_ACTIVITY_
Among the lines below, count those containing the word "before". Give the number only.

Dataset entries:
────────────────────

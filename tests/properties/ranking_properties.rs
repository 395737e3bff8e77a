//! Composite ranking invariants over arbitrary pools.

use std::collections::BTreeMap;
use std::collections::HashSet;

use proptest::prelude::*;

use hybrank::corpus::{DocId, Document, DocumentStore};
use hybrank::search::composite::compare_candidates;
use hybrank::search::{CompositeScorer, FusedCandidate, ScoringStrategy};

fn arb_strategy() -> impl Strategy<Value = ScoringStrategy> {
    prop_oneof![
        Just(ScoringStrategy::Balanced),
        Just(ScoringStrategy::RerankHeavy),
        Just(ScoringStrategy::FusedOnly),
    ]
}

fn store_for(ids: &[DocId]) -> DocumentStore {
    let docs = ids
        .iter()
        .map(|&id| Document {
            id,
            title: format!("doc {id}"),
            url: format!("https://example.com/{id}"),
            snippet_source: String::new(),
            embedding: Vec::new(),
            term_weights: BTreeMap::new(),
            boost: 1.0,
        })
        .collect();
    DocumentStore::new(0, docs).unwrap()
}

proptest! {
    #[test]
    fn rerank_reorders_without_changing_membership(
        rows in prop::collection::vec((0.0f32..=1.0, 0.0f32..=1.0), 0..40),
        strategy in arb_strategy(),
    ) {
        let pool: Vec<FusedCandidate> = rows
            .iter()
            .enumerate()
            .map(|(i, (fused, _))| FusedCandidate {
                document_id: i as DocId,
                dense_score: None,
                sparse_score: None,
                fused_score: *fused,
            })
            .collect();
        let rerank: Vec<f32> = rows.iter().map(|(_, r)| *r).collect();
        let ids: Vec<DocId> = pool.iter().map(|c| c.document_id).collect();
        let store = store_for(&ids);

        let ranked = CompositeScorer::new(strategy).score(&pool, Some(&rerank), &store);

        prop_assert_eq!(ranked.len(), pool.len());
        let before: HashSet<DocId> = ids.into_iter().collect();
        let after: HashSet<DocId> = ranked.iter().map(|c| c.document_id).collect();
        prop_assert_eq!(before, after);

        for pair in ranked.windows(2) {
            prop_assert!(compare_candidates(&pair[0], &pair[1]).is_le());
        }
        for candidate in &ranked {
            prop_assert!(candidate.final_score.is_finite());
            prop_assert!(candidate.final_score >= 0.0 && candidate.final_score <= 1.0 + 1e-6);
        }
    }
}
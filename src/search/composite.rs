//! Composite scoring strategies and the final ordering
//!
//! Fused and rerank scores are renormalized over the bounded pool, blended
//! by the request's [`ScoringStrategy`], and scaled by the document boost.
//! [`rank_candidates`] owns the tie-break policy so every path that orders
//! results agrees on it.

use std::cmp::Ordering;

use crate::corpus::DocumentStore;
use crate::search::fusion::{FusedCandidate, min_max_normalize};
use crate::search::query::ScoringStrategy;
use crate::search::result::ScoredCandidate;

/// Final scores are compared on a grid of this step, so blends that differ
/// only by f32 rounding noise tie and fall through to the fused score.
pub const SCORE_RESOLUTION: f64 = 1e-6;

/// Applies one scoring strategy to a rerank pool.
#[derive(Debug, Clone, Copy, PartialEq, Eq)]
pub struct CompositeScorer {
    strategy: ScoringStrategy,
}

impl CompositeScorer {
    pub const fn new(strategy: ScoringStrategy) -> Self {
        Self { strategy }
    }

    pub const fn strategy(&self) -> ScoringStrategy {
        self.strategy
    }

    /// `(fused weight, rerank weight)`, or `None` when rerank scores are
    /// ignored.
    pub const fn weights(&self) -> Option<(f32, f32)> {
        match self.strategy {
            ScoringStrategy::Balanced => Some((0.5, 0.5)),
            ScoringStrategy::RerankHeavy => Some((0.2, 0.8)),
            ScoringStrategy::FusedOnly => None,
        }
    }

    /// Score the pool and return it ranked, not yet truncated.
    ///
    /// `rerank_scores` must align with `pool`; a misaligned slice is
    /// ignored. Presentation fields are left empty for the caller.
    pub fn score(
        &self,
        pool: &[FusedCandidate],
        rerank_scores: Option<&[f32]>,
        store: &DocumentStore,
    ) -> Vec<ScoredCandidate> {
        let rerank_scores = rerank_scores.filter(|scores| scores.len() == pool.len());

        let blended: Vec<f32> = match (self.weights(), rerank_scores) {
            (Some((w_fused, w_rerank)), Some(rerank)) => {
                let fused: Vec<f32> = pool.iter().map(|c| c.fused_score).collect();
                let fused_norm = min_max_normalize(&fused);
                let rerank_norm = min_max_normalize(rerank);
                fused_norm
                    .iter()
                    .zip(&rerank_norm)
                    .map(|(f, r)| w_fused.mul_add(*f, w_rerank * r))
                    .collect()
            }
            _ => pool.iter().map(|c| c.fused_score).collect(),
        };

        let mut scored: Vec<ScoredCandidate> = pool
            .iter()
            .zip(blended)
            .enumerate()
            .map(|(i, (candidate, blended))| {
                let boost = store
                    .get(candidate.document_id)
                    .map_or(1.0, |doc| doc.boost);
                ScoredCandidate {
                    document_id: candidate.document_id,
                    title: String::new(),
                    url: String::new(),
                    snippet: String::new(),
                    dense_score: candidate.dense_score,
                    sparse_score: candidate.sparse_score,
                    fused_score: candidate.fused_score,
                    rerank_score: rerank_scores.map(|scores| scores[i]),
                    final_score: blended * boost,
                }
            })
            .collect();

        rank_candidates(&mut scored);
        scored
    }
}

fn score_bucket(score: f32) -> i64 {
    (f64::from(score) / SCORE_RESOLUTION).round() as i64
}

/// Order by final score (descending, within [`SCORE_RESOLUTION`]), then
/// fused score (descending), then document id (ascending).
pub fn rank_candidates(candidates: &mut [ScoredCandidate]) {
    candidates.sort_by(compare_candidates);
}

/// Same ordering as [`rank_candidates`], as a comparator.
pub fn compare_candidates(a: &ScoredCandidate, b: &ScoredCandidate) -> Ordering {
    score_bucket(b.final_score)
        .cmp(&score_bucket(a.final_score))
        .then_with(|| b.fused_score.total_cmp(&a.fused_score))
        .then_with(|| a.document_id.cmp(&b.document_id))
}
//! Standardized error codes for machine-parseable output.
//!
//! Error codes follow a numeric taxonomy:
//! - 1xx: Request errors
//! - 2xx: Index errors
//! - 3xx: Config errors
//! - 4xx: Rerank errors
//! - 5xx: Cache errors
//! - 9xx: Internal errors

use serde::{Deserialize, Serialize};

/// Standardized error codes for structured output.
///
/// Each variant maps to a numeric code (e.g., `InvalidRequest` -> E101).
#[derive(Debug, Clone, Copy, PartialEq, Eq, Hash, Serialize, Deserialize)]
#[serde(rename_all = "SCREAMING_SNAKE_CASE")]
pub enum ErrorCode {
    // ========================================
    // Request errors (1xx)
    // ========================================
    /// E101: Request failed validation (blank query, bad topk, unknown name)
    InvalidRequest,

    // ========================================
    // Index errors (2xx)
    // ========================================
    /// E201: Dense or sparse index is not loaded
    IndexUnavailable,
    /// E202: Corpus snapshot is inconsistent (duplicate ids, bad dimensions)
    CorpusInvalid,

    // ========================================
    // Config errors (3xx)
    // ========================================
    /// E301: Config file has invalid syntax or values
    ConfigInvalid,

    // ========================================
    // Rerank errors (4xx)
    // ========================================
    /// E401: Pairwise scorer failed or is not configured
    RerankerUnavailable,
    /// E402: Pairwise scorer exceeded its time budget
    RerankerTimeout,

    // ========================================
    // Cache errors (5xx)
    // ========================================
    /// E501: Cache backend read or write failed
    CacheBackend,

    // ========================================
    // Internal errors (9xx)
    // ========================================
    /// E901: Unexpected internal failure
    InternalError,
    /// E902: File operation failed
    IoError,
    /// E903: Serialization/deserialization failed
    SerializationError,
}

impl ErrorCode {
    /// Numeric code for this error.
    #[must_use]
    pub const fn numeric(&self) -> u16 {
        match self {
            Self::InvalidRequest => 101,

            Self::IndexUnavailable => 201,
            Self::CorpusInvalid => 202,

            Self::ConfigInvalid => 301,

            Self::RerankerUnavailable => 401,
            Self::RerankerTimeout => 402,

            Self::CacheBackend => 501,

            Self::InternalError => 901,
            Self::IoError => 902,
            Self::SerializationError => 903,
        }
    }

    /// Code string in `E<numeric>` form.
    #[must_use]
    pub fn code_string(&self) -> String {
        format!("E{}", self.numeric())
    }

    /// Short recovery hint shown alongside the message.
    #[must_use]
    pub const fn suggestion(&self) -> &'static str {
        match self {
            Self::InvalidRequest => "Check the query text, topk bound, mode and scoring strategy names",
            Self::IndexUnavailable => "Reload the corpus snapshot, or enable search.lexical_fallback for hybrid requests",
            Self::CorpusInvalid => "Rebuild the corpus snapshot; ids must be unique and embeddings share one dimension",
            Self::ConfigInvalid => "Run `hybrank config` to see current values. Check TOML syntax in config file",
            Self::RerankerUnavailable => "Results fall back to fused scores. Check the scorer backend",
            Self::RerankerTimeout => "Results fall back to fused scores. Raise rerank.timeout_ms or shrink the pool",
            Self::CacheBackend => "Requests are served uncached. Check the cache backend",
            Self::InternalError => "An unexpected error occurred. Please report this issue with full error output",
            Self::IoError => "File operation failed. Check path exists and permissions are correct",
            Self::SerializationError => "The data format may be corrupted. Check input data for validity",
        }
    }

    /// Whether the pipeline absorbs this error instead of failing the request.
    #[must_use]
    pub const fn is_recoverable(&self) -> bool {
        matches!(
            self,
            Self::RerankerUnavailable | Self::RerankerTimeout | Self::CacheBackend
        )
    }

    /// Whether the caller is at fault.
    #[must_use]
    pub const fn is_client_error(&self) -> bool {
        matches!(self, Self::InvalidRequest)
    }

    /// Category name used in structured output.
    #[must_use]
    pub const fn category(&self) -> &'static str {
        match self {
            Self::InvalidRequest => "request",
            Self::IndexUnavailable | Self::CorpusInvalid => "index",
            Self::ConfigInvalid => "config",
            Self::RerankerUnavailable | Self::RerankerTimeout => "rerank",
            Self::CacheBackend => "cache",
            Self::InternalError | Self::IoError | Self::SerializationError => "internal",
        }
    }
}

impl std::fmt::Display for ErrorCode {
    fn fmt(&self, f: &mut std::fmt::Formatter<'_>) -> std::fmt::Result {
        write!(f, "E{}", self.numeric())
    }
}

────────────────────

_PROBLEM SOLUTION_
2